- **EXERCISE INSTRUCTIONS**
A complete answer lists every line of the entries below where the string "OnChainData" appears.

Extracted data entries
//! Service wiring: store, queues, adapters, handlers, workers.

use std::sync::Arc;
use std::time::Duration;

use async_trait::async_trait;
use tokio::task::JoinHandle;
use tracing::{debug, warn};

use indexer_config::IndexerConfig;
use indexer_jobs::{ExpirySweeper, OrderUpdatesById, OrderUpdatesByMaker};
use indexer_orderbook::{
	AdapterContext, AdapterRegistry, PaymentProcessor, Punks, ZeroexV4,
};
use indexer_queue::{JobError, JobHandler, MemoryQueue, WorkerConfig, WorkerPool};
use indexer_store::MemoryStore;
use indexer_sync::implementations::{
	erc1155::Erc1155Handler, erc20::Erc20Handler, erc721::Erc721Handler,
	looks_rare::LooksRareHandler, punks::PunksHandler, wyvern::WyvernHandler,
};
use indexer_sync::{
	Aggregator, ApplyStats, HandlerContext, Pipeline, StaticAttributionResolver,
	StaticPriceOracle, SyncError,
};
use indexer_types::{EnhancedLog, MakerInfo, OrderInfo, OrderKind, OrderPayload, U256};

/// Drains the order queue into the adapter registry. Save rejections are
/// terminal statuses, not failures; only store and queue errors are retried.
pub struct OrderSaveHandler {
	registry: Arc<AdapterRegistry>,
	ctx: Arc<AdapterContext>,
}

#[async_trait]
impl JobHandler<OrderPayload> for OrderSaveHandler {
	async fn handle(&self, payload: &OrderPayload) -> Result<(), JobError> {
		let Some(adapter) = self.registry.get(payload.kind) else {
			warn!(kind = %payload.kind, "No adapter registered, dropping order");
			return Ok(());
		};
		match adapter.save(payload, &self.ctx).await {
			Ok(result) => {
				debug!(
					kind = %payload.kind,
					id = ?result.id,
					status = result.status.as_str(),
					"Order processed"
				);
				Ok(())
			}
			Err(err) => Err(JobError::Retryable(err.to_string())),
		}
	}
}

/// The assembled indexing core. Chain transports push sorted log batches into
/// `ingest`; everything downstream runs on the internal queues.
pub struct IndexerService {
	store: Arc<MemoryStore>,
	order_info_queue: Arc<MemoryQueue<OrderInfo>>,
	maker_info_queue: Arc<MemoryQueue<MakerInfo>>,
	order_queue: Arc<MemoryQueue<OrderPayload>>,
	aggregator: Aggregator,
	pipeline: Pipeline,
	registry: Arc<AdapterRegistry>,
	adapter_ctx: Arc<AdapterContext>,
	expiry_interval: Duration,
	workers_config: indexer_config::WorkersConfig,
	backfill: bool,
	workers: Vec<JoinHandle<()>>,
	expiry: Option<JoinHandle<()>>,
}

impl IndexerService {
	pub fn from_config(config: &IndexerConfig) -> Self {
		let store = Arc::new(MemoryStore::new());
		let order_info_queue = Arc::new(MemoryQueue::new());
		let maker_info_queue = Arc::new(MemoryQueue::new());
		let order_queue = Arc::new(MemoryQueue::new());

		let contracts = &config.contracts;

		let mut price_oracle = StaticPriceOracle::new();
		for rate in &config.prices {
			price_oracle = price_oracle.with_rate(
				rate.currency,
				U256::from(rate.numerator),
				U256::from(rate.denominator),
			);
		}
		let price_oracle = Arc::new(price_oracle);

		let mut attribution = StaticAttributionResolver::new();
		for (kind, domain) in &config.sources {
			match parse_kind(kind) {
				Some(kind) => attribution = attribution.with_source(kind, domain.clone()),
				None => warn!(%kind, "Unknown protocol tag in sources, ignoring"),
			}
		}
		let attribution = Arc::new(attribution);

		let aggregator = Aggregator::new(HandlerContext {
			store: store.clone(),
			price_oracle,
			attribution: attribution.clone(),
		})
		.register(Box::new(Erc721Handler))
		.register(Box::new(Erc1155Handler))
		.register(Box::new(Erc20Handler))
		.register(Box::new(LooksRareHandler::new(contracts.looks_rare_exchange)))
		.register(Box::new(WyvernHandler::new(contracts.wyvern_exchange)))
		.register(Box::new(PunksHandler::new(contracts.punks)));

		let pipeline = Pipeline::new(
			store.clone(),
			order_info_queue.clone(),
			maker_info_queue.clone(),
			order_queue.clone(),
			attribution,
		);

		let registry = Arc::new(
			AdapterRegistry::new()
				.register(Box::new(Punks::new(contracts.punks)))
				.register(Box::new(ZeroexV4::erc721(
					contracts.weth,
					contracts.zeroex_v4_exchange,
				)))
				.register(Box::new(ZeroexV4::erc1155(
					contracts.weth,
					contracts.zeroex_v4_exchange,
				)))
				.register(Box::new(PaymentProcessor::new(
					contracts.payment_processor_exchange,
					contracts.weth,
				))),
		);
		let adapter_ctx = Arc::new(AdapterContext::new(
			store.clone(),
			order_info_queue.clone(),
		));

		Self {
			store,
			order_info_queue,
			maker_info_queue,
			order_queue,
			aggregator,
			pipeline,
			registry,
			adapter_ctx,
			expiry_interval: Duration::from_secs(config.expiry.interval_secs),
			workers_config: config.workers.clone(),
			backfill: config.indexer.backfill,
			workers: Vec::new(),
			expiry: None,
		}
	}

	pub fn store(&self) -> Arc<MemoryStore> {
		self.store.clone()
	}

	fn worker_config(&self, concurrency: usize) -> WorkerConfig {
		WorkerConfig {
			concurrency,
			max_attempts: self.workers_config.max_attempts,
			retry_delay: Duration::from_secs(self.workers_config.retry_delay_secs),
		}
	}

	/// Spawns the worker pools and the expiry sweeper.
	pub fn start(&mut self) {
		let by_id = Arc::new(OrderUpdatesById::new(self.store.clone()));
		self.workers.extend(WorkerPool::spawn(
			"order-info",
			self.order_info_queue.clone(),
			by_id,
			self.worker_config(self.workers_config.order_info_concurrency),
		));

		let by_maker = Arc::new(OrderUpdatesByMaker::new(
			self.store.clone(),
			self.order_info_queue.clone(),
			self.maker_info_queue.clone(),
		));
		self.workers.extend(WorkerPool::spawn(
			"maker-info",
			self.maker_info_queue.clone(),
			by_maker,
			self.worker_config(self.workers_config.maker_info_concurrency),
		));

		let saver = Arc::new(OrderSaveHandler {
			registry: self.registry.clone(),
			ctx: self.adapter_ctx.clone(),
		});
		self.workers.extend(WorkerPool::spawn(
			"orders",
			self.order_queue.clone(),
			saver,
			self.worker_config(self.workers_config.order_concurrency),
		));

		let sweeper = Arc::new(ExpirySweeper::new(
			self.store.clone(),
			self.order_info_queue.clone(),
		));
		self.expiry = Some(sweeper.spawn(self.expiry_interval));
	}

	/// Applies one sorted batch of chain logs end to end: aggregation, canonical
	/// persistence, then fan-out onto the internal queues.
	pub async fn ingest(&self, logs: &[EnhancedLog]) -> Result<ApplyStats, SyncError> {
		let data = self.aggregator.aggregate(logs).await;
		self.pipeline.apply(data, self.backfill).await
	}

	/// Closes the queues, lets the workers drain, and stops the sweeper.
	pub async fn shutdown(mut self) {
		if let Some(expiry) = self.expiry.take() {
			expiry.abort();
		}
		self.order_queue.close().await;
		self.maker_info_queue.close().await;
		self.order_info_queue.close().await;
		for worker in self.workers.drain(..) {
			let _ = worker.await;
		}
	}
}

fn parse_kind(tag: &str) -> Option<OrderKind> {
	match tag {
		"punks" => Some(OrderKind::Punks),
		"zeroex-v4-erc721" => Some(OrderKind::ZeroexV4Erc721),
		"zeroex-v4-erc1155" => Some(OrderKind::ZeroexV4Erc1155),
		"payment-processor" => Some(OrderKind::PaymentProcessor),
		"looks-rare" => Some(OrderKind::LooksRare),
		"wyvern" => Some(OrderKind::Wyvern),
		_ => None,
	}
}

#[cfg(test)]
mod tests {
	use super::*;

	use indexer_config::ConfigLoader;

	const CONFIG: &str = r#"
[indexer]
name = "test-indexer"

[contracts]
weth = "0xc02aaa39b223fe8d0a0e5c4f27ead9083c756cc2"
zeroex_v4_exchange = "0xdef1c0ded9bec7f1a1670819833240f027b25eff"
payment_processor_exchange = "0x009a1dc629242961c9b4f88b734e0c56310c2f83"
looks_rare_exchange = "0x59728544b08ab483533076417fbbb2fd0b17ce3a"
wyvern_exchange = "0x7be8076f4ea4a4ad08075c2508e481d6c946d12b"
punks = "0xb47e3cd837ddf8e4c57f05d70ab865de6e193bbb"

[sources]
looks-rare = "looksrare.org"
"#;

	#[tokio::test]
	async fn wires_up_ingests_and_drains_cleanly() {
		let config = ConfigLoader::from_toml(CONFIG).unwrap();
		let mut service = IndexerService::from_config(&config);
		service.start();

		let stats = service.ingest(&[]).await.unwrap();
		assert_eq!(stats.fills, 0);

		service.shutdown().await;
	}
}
==
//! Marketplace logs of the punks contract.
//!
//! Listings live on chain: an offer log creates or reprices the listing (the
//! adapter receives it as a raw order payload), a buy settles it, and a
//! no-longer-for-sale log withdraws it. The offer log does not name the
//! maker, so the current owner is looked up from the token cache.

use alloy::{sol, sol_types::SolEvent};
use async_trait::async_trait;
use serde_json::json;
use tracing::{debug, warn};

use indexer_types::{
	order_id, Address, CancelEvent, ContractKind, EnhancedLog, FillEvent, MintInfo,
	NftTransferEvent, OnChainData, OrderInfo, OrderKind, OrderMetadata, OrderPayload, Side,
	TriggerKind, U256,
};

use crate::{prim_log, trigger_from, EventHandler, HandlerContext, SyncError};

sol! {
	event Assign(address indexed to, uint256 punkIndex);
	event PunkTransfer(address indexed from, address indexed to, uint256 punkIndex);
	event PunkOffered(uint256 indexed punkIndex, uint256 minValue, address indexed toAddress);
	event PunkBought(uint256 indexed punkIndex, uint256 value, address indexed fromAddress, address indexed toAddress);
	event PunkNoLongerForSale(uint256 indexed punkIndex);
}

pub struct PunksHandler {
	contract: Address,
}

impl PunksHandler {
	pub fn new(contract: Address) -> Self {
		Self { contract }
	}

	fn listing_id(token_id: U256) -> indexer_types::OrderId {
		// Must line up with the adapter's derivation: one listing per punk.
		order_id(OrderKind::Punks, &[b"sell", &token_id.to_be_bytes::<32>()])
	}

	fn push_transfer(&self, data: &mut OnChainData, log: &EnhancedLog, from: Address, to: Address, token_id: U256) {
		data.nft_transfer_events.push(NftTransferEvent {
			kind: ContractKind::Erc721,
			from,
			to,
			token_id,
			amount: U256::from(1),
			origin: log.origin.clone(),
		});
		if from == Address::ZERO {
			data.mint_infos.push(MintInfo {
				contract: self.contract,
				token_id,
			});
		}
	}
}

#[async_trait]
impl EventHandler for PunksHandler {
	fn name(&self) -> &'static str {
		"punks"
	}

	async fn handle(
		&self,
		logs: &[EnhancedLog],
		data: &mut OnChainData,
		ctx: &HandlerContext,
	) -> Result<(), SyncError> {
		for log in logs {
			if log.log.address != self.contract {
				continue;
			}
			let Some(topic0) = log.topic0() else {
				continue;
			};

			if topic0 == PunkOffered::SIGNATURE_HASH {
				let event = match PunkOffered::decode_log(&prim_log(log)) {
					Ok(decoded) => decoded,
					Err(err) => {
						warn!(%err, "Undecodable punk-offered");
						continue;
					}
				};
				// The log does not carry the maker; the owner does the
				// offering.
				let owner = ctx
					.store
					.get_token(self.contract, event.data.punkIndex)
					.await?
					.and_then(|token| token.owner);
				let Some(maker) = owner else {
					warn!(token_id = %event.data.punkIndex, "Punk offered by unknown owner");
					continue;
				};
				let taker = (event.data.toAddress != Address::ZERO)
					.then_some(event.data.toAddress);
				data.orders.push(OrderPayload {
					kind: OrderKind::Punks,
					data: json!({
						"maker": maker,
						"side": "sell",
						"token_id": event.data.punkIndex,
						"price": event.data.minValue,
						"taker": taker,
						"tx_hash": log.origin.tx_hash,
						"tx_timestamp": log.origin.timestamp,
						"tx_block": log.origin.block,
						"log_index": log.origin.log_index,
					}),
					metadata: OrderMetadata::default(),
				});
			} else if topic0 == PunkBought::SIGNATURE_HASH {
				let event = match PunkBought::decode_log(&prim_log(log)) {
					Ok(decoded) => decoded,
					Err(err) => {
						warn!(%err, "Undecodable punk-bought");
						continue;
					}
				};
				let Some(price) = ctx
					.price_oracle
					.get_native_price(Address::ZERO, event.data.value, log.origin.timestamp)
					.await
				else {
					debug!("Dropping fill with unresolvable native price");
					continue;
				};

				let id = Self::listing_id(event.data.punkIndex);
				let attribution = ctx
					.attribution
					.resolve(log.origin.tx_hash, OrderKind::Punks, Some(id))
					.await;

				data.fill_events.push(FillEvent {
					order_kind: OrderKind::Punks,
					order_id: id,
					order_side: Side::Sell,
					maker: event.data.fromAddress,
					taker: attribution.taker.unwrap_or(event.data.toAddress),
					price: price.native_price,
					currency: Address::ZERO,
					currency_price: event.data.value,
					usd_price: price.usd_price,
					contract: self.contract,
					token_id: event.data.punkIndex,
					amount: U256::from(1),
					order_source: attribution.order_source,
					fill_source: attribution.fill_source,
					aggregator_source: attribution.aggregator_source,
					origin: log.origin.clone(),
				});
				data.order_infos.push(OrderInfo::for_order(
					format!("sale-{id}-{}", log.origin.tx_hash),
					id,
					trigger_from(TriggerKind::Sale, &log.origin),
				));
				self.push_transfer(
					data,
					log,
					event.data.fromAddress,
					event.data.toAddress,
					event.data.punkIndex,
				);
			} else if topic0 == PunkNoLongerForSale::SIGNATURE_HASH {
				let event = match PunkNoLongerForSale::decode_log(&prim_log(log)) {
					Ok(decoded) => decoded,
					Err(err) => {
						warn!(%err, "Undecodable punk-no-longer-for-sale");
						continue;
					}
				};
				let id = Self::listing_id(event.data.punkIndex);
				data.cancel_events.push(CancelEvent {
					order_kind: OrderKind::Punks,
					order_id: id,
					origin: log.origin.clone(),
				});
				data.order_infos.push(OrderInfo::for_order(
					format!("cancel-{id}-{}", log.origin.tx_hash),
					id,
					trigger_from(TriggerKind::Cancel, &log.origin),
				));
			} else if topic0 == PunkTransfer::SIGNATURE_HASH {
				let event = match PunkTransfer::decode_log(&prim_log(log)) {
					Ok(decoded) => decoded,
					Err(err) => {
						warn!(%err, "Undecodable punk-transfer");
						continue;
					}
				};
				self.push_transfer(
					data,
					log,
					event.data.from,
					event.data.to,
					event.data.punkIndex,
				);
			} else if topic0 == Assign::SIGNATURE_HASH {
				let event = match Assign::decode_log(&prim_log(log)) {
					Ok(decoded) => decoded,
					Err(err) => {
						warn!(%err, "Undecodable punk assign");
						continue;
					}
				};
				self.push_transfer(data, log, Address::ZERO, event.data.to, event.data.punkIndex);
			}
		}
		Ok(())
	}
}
==
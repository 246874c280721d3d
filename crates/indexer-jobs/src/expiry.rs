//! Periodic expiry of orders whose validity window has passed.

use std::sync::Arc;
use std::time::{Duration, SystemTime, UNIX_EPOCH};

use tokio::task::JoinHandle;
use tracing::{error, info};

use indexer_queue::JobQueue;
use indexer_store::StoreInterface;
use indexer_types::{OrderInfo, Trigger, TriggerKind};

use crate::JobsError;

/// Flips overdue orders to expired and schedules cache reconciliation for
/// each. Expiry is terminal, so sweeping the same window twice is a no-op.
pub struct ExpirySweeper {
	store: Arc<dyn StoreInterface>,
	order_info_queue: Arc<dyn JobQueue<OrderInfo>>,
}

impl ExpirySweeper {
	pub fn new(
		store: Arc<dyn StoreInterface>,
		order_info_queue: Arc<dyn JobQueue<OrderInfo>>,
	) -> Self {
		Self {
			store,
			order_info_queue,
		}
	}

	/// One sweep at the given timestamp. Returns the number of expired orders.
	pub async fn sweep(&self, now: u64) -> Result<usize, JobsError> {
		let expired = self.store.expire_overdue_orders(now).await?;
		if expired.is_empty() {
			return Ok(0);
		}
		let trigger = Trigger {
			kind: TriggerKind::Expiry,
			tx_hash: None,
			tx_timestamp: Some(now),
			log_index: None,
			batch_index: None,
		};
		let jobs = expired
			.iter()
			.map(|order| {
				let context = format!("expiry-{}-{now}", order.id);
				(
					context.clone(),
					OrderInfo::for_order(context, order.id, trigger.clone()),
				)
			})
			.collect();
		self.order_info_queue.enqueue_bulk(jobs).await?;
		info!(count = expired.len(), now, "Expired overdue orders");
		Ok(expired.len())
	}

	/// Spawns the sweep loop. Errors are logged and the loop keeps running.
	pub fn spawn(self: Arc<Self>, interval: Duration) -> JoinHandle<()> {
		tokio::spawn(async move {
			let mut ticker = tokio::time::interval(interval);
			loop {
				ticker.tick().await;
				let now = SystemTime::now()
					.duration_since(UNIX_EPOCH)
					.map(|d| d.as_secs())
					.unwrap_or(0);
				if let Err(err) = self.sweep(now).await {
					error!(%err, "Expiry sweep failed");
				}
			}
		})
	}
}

- **SOLUTION FOR THIS EXERCISE**
	NftTransferEvent, OnChainData, OrderInfo, OrderKind, OrderMetadata, OrderPayload, Side,
	fn push_transfer(&self, data: &mut OnChainData, log: &EnhancedLog, from: Address, to: Address, token_id: U256) {
		data: &mut OnChainData,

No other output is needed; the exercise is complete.